A plea from the heart
He survived the unthinkable.
Now he just needs the lights on.
I recently had the privilege of meeting a man I'll call a survivor — though that word barely scratches the surface of what he's endured. He was seven years old when his parents poured a boiling pot of food over his head. His skin fell off. He was seven.
His story is told with profound compassion by Father Greg Boyle in his recent book Cherished Belongings — a book about people the world threw away, and what it looks like when someone refuses to let them stay thrown away.
This man rebuilt himself from nothing. From prison. From a childhood that should never have happened to anyone. And he did it.
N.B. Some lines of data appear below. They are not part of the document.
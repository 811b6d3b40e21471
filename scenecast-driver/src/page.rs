//! Page scripts injected into the application
//!
//! The application renders almost everything inside nested shadow roots, so
//! every lookup goes through `deepAll`, which walks shadow trees as well as
//! the light DOM.

/// Helpers prepended to every script
const PRELUDE: &str = r#"
const deepAll = (root, selector) => {
  const found = new Set();
  const seen = new Set();
  const visit = (node) => {
    if (!node || seen.has(node)) return;
    seen.add(node);
    if (node.querySelectorAll) node.querySelectorAll(selector).forEach((el) => found.add(el));
    if (node.shadowRoot) visit(node.shadowRoot);
    if (node.childNodes) node.childNodes.forEach(visit);
  };
  visit(root);
  return Array.from(found);
};
const press = (host) => {
  const inner = host.shadowRoot ? host.shadowRoot.querySelector('button') : host.querySelector('button');
  (inner || host).click();
};
const appRoot = () => {
  const app = document.querySelector('ucs-standalone-app');
  return app && app.shadowRoot;
};
const searchForm = () => {
  const bar = deepAll(document, 'ucs-search-bar')[0];
  return bar && bar.shadowRoot && bar.shadowRoot.querySelector('form');
};
"#;

fn with_prelude(body: &str) -> String {
    format!("{}\n{}", PRELUDE, body)
}

/// `arguments[0]`: blob prefix. Returns the first matching video source or null.
pub(crate) fn find_artifact() -> String {
    with_prelude(
        r#"
const hit = deepAll(document, 'video[src^="blob:"]').find((v) => v.src && v.src.startsWith(arguments[0]));
return hit ? hit.src : null;
"#,
    )
}

/// Returns true when the provider replaced the answer with a rejection.
pub(crate) fn detect_fatal_marker() -> String {
    with_prelude("return deepAll(document, 'ucs-banned-answer').length > 0;")
}

/// Returns true when a continue/acknowledge button sits in the conversation.
pub(crate) fn detect_action_prompt() -> String {
    with_prelude(
        r#"
const root = appRoot();
return !!root && deepAll(root, 'md-filled-button').length > 0;
"#,
    )
}

/// Clicks the continue/acknowledge button. Returns false when it is gone.
pub(crate) fn click_action_prompt() -> String {
    with_prelude(
        r#"
const root = appRoot();
const button = root && deepAll(root, 'md-filled-button')[0];
if (!button) return false;
press(button);
return true;
"#,
    )
}

/// Opens the tools menu of the chat search bar.
pub(crate) fn open_tools_menu() -> String {
    with_prelude(
        r#"
const form = searchForm();
const wrapper = form && form.querySelector('.tools-button-container .tooltip-wrapper');
const button = wrapper && wrapper.querySelector('button, md-icon-button, md-text-button');
if (!button) return false;
button.click();
return true;
"#,
    )
}

/// `arguments[0]`: menu label. Picks the labelled tool, falling back to the
/// third entry the menu has historically shown the video tool at.
pub(crate) fn pick_tool() -> String {
    with_prelude(
        r#"
const items = deepAll(document, 'md-menu-item');
const item = items.find((it) => (it.innerText || '').trim().includes(arguments[0])) || items[2];
if (!item) return false;
(item.querySelector('li') || item).click();
return true;
"#,
    )
}

/// `arguments[0]`: prompt text. Writes it into the rich-text editor.
pub(crate) fn enter_prompt() -> String {
    with_prelude(
        r#"
const form = searchForm();
const editor = form && form.querySelector('ucs-prosemirror-editor');
const paragraph = editor && editor.shadowRoot && editor.shadowRoot.querySelector('p');
if (!paragraph) return false;
paragraph.innerText = arguments[0];
paragraph.dispatchEvent(new InputEvent('input', { bubbles: true }));
return true;
"#,
    )
}

/// Clicks the send button of the chat search bar.
pub(crate) fn click_send() -> String {
    with_prelude(
        r#"
const form = searchForm();
if (!form) return false;
const buttons = Array.from(form.querySelectorAll('md-icon-button'));
if (!buttons.length) return false;
const label = (el) => [el.getAttribute('aria-label'), el.getAttribute('title'), el.innerText]
  .map((s) => (s || '').toLowerCase()).join(' ');
const target = buttons.find((el) => /send|submit|search/.test(label(el))) || buttons[buttons.length - 1];
press(target);
return true;
"#,
    )
}

/// Async. `arguments[0]`: blob URL. Calls back with `{ ok, data | error }`
/// where `data` is the base64 payload.
pub(crate) const FETCH_BLOB: &str = r#"
const done = arguments[arguments.length - 1];
fetch(arguments[0])
  .then((r) => r.blob())
  .then((blob) => {
    const reader = new FileReader();
    reader.onloadend = () => done({ ok: true, data: String(reader.result).split(',')[1] || '' });
    reader.onerror = () => done({ ok: false, error: 'reader failed' });
    reader.readAsDataURL(blob);
  })
  .catch((e) => done({ ok: false, error: String(e) }));
"#;

/// `arguments[0]`: button text. Clicks the first light-DOM button containing it.
pub(crate) const CLICK_BUTTON_WITH_TEXT: &str = r#"
const target = Array.from(document.querySelectorAll('button'))
  .find((b) => (b.innerText || '').includes(arguments[0]));
if (!target) return false;
target.click();
return true;
"#;

/// Clicks "I'll do this later" on the first-run welcome dialog.
pub(crate) fn dismiss_welcome() -> String {
    with_prelude(
        r#"
const root = appRoot();
const buttons = root ? deepAll(root, 'md-text-button') : [];
const later = buttons.find((b) => {
  const inner = b.shadowRoot && b.shadowRoot.querySelector('button');
  return ((inner && inner.innerText) || b.innerText || '').includes("I'll do this later");
});
if (!later) return false;
press(later);
return true;
"#,
    )
}

/// Clears an input passed as `arguments[0]`.
pub(crate) const CLEAR_INPUT: &str = "arguments[0].value = '';";

/// Clicks an element passed as `arguments[0]` from script, bypassing overlays.
pub(crate) const FORCE_CLICK: &str = "arguments[0].click();";

#[cfg(test)]
mod tests {
    use super::*;

    #[test]
    fn test_scripts_carry_prelude() {
        for script in [find_artifact(), detect_fatal_marker(), click_send(), dismiss_welcome()] {
            assert!(script.contains("const deepAll"));
        }
    }

    #[test]
    fn test_async_script_uses_callback() {
        assert!(FETCH_BLOB.contains("arguments[arguments.length - 1]"));
    }
}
He has a wife. He has children. He has a home in the suburbs where his kids grow up safe — the childhood he never got to have.
But life is expensive, and the math doesn't always work out. Like so many of us, he's on a payment plan with the utility company — $860 a month. He's fallen $2,600 behind. And they are about to shut his power off.
amount needed
$2,600
to keep the lights on for a family that has already been through enough darkness
I'm not asking you to understand everything about his past. I'm just asking you to imagine a man who clawed his way back from the edge — from abuse, from incarceration, from a start in life that would have broken most of us — and picture him sitting at his kitchen table, trying to figure out how to keep the heat and the lights on for his family.
He made it this far. Please help him make it a little further.
If you can give — even $10, even $25 — he and I would be more grateful than words can say. Every dollar is a small act of belief that people deserve second chances, and that a childhood of suffering does not have to write the final chapter of a life.
Thank you for reading this far. Thank you for caring.